Project Inform
   

Recent accomplishments

Summer 2007      View PDF

Inspiration ...

“I feel like you guys are looking out for me, and I appreciate your efforts and actions ... thank you for being there in the past for me. I hope you will be able to continue to be there in the future.” — Douglass

“Project Inform has helped so many of us no matter where we are in America and the world. I treasure each and every day of life.” — Lonny

Health care advocacy

Project Inform’s Health Care Advocacy Program focuses on advocating for accessible, affordable, quality health care and treatment for people with HIV. Project Inform is the only national community-based HIV organization with a program that focuses exclusively on health care policy and advocacy.

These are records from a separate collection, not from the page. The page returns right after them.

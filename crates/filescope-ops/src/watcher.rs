//! Live file watching.
//!
//! Raw events from the OS are collapsed per path by a [`Debouncer`]: each path
//! is either idle or pending, and a pending path fires once after the quiet
//! period elapses without another event for it. A fired path is classified
//! by looking at the disk and the tree, then handed to a [`WatchTarget`] on
//! the blocking pool. Nodes removed from the tree by any caller drop their
//! pending timers, so a removal is never undone by a late event.

use std::collections::{HashMap, HashSet};
use std::future::poll_fn;
use std::path::{Path, PathBuf};
use std::sync::Arc;
use std::sync::atomic::{AtomicBool, AtomicU64, AtomicUsize, Ordering};
use std::time::Duration;

use filescope_core::WatchConfig;
use filescope_core::path::{is_hidden, is_within, paths_equal};
use notify::{Event, EventKind, RecommendedWatcher, RecursiveMode, Watcher};
use tokio::sync::broadcast::error::RecvError;
use tokio::sync::{broadcast, mpsc};
use tokio::task::JoinHandle;
use tokio_util::sync::CancellationToken;
use tokio_util::time::DelayQueue;
use tokio_util::time::delay_queue::Key;
use tracing::{debug, info, warn};

use crate::error::{EngineError, EngineResult};
use crate::events::TreeEvent;

/// A settled change to one path.
#[derive(Debug, Clone, PartialEq, Eq)]
pub enum FsChange {
    /// On disk but not in the tree.
    Created(PathBuf),
    /// On disk and in the tree.
    Modified(PathBuf),
    /// In the tree but gone from disk.
    Deleted(PathBuf),
}

impl FsChange {
    pub fn path(&self) -> &Path {
        match self {
            Self::Created(p) | Self::Modified(p) | Self::Deleted(p) => p,
        }
    }

    /// Whether `config` asks for this kind of change to be applied.
    pub fn is_enabled(&self, config: &WatchConfig) -> bool {
        match self {
            Self::Created(_) => config.watch_for_new_files,
            Self::Modified(_) => config.watch_for_changed,
            Self::Deleted(_) => config.watch_for_deleted,
        }
    }
}

/// Classify a fired path; `None` when it is neither on disk nor in the tree.
pub fn classify(path: PathBuf, exists: bool, in_tree: bool) -> Option<FsChange> {
    match (exists, in_tree) {
        (true, false) => Some(FsChange::Created(path)),
        (true, true) => Some(FsChange::Modified(path)),
        (false, true) => Some(FsChange::Deleted(path)),
        (false, false) => None,
    }
}

/// The tree a watcher keeps in sync.
///
/// Every method may block; the watcher only calls them from the blocking
/// pool.
pub trait WatchTarget: Send + Sync + 'static {
    /// Whether `path` is a node of the tree.
    fn contains(&self, path: &Path) -> bool;

    /// Every directory node of the tree, root first.
    fn directories(&self) -> Vec<PathBuf>;

    /// Apply `change`, returning the paths it added or removed.
    fn apply(&self, change: &FsChange) -> EngineResult<Vec<PathBuf>>;

    /// Replace the tree with a fresh scan.
    fn rebuild(&self) -> EngineResult<()>;

    /// Called once when the directory limit stops new registrations.
    fn limit_reached(&self, limit: usize);

    /// Change notifications of the tree.
    fn subscribe(&self) -> broadcast::Receiver<TreeEvent>;
}

/// Per-path timers keyed by path.
#[derive(Debug)]
pub struct Debouncer {
    queue: DelayQueue<PathBuf>,
    keys: HashMap<PathBuf, Key>,
    delay: Duration,
}

impl Debouncer {
    pub fn new(delay: Duration) -> Self {
        Self {
            queue: DelayQueue::new(),
            keys: HashMap::new(),
            delay,
        }
    }

    /// Start the timer for `path`, or restart it if one is pending.
    pub fn push(&mut self, path: PathBuf) {
        match self.keys.get(&path) {
            Some(key) => self.queue.reset(key, self.delay),
            None => {
                let key = self.queue.insert(path.clone(), self.delay);
                self.keys.insert(path, key);
            }
        }
    }

    /// Drop pending timers for `prefix` and everything under it.
    pub fn cancel_under(&mut self, prefix: &Path) -> usize {
        let doomed: Vec<PathBuf> = self
            .keys
            .keys()
            .filter(|p| is_within(p, prefix))
            .cloned()
            .collect();
        for path in &doomed {
            if let Some(key) = self.keys.remove(path) {
                self.queue.remove(&key);
            }
        }
        doomed.len()
    }

    pub fn len(&self) -> usize {
        self.keys.len()
    }

    pub fn is_empty(&self) -> bool {
        self.keys.is_empty()
    }

    pub fn clear(&mut self) {
        self.queue.clear();
        self.keys.clear();
    }

    /// Wait for the next path whose quiet period elapsed.
    ///
    /// Resolves to `None` immediately when nothing is pending.
    pub async fn next_expired(&mut self) -> Option<PathBuf> {
        let expired = poll_fn(|cx| self.queue.poll_expired(cx)).await?;
        let path = expired.into_inner();
        self.keys.remove(&path);
        Some(path)
    }
}

/// Snapshot of a running watcher.
#[derive(Debug, Clone, Copy, Default, PartialEq, Eq)]
pub struct WatchStatus {
    pub active: bool,
    pub watched_directories: usize,
    pub limit_reached: bool,
    pub pending_events: usize,
    pub fired_events: u64,
}

#[derive(Debug, Default)]
struct StatusCells {
    active: AtomicBool,
    watched_directories: AtomicUsize,
    limit_reached: AtomicBool,
    pending_events: AtomicUsize,
    fired_events: AtomicU64,
}

impl StatusCells {
    fn snapshot(&self) -> WatchStatus {
        WatchStatus {
            active: self.active.load(Ordering::Relaxed),
            watched_directories: self.watched_directories.load(Ordering::Relaxed),
            limit_reached: self.limit_reached.load(Ordering::Relaxed),
            pending_events: self.pending_events.load(Ordering::Relaxed),
            fired_events: self.fired_events.load(Ordering::Relaxed),
        }
    }
}

/// Handle to a running watcher task.
pub struct WatchHandle {
    cancel: CancellationToken,
    task: JoinHandle<()>,
    status: Arc<StatusCells>,
}

impl WatchHandle {
    pub fn status(&self) -> WatchStatus {
        self.status.snapshot()
    }

    pub fn is_finished(&self) -> bool {
        self.task.is_finished()
    }

    /// Stop the task and drop every pending timer.
    pub async fn stop(mut self) {
        self.cancel.cancel();
        if let Err(e) = (&mut self.task).await {
            warn!(error = %e, "watcher task failed");
        }
    }
}

impl Drop for WatchHandle {
    fn drop(&mut self) {
        self.cancel.cancel();
    }
}

/// Start watching every directory of `target`.
///
/// Must be called from within a tokio runtime. `ignored` is never reported
/// (the persisted document).
pub fn spawn<T: WatchTarget>(
    target: Arc<T>,
    root: PathBuf,
    ignored: PathBuf,
    config: WatchConfig,
) -> EngineResult<WatchHandle> {
    let runtime = tokio::runtime::Handle::try_current()?;
    let (tx, rx) = mpsc::unbounded_channel();
    let watcher = notify::recommended_watcher(move |result: notify::Result<Event>| {
        let _ = tx.send(result);
    })?;

    let events = target.subscribe();
    let status = Arc::new(StatusCells::default());
    let mut task = WatchTask {
        debouncer: Debouncer::new(Duration::from_millis(config.debounce_ms)),
        target,
        root,
        ignored,
        config,
        watcher,
        watched: HashSet::new(),
        status: status.clone(),
    };

    task.watcher
        .watch(&task.root, RecursiveMode::NonRecursive)?;
    task.watched.insert(task.root.clone());
    for dir in task.target.directories() {
        task.watch_dir(&dir);
    }
    status
        .watched_directories
        .store(task.watched.len(), Ordering::Relaxed);
    status.active.store(true, Ordering::Relaxed);
    info!(
        root = %task.root.display(),
        directories = task.watched.len(),
        debounce_ms = task.config.debounce_ms,
        "watching"
    );

    let cancel = CancellationToken::new();
    let handle = runtime.spawn(task.run(rx, events, cancel.clone()));
    Ok(WatchHandle {
        cancel,
        task: handle,
        status,
    })
}

struct WatchTask<T> {
    target: Arc<T>,
    root: PathBuf,
    ignored: PathBuf,
    config: WatchConfig,
    watcher: RecommendedWatcher,
    watched: HashSet<PathBuf>,
    debouncer: Debouncer,
    status: Arc<StatusCells>,
}

impl<T: WatchTarget> WatchTask<T> {
    async fn run(
        mut self,
        mut rx: mpsc::UnboundedReceiver<notify::Result<Event>>,
        mut events: broadcast::Receiver<TreeEvent>,
        cancel: CancellationToken,
    ) {
        loop {
            // Removals are drained before any timer may fire.
            tokio::select! {
                biased;
                _ = cancel.cancelled() => break,
                event = events.recv() => match event {
                    Ok(TreeEvent::NodeRemoved(path)) => self.forget(&path),
                    Ok(_) => {}
                    Err(RecvError::Lagged(skipped)) => {
                        warn!(skipped, "watcher missed tree events, dropping pending timers");
                        self.debouncer.clear();
                    }
                    Err(RecvError::Closed) => break,
                },
                Some(result) = rx.recv() => self.on_raw(result).await,
                Some(path) = self.debouncer.next_expired(), if !self.debouncer.is_empty() => {
                    self.fire(path).await;
                }
                else => break,
            }
            self.status
                .pending_events
                .store(self.debouncer.len(), Ordering::Relaxed);
        }

        self.debouncer.clear();
        self.status.pending_events.store(0, Ordering::Relaxed);
        self.status.active.store(false, Ordering::Relaxed);
        debug!(root = %self.root.display(), "watcher stopped");
    }

    async fn on_raw(&mut self, result: notify::Result<Event>) {
        let event = match result {
            Ok(event) => event,
            Err(e) => {
                warn!(error = %e, "watch error");
                return;
            }
        };

        if event.need_rescan() {
            warn!("watcher lost events");
            if self.config.auto_rebuild_tree {
                self.rebuild().await;
            }
            return;
        }
        if matches!(event.kind, EventKind::Access(_)) {
            return;
        }
        for path in event.paths {
            if self.is_relevant(&path) {
                self.debouncer.push(path);
            }
        }
    }

    fn is_relevant(&self, path: &Path) -> bool {
        if paths_equal(path, &self.ignored) || paths_equal(path, &self.root) {
            return false;
        }
        if !is_within(path, &self.root) {
            return false;
        }
        !(self.config.ignore_dot_files && is_hidden(path, &self.root))
    }

    async fn fire(&mut self, path: PathBuf) {
        self.status.fired_events.fetch_add(1, Ordering::Relaxed);
        let target = self.target.clone();
        let config = self.config.clone();
        let result = tokio::task::spawn_blocking(move || {
            let in_tree = target.contains(&path);
            let exists = path_exists(&path);
            let Some(change) = classify(path, exists, in_tree) else {
                return Ok(None);
            };
            if !change.is_enabled(&config) {
                return Ok(None);
            }
            let touched = target.apply(&change)?;
            Ok::<_, EngineError>(Some((change, touched)))
        })
        .await;

        match result {
            Ok(Ok(Some((change, touched)))) => {
                debug!(?change, touched = touched.len(), "applied change");
                match change {
                    FsChange::Created(_) => {
                        for path in touched.iter().filter(|p| p.is_dir()) {
                            self.watch_dir(path);
                        }
                    }
                    FsChange::Deleted(_) => {
                        for path in &touched {
                            self.forget(path);
                        }
                    }
                    FsChange::Modified(_) => {}
                }
            }
            Ok(Ok(None)) => {}
            Ok(Err(EngineError::Excluded { path })) => {
                debug!(path = %path.display(), "ignoring excluded path");
            }
            Ok(Err(e)) => warn!(error = %e, "failed to apply change"),
            Err(e) => warn!(error = %e, "change task failed"),
        }
    }

    /// Drop timers and watches for a path that left the tree.
    fn forget(&mut self, path: &Path) {
        let cancelled = self.debouncer.cancel_under(path);
        if cancelled > 0 {
            debug!(path = %path.display(), cancelled, "cancelled pending events");
        }
        if self.watched.remove(path) {
            let _ = self.watcher.unwatch(path);
            self.status
                .watched_directories
                .store(self.watched.len(), Ordering::Relaxed);
        }
    }

    async fn rebuild(&mut self) {
        self.debouncer.clear();
        let target = self.target.clone();
        let result = tokio::task::spawn_blocking(move || {
            target.rebuild()?;
            Ok::<_, EngineError>(target.directories())
        })
        .await;
        match result {
            Ok(Ok(directories)) => {
                for dir in directories {
                    self.watch_dir(&dir);
                }
            }
            Ok(Err(e)) => warn!(error = %e, "rebuild failed"),
            Err(e) => warn!(error = %e, "rebuild task failed"),
        }
    }

    fn watch_dir(&mut self, dir: &Path) {
        if self.watched.contains(dir) || !self.is_relevant(dir) {
            return;
        }
        if self.watched.len() >= self.config.max_watched_directories {
            if !self.status.limit_reached.swap(true, Ordering::Relaxed) {
                warn!(
                    limit = self.config.max_watched_directories,
                    "directory watch limit reached, new directories are not watched"
                );
                self.target.limit_reached(self.config.max_watched_directories);
            }
            return;
        }
        match self.watcher.watch(dir, RecursiveMode::NonRecursive) {
            Ok(()) => {
                self.watched.insert(dir.to_path_buf());
                self.status
                    .watched_directories
                    .store(self.watched.len(), Ordering::Relaxed);
            }
            Err(e) => warn!(path = %dir.display(), error = %e, "cannot watch directory"),
        }
    }
}

fn path_exists(path: &Path) -> bool {
    path.symlink_metadata().is_ok()
}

  • Project Inform participated in a coalition of national HIV/AIDS advocacy organizations that secured major improvements in the final Ryan White Program (formerly the Ryan White CARE Act) reauthorization bill, including protection of all Title I cities and hold harmless provisions that keep cities and states from severe funding losses year to year, and expansion of the AIDS Drug Assistance Program supplemental fund.
  • Project Inform helped lead a national campaign to secure a $75 million increase in Ryan White Title II base funding. This funding goes to all states for primary care, treatment and support services. This substantial increase provided great relief for many states struggling to meet the needs of their constituents with HIV/AIDS.
  • Project Inform worked in coalition with HIV and hepatitis C advocates to establish a national grassroots advocacy network focused on securing increases in funding for viral hepatitis programs and legislation to mount a comprehensive federal approach to battling the hepatitis C epidemic.
  • Project Inform worked with the HIV Medicaid and Medicare Working Group to create a national advocacy agenda for both Medicaid and Medicare, work toward the enactment of that agenda, and secure a monthly call with the Medical Director for the Centers for Medicare and Medicaid Services (CMS) aimed at solving systemic and individual problems in Medicare Part D.

Treatment and research advocacy

Project Inform continued to provide tens of thousands of individuals with HIV across the country with reliable, well-researched and impartial HIV treatment information.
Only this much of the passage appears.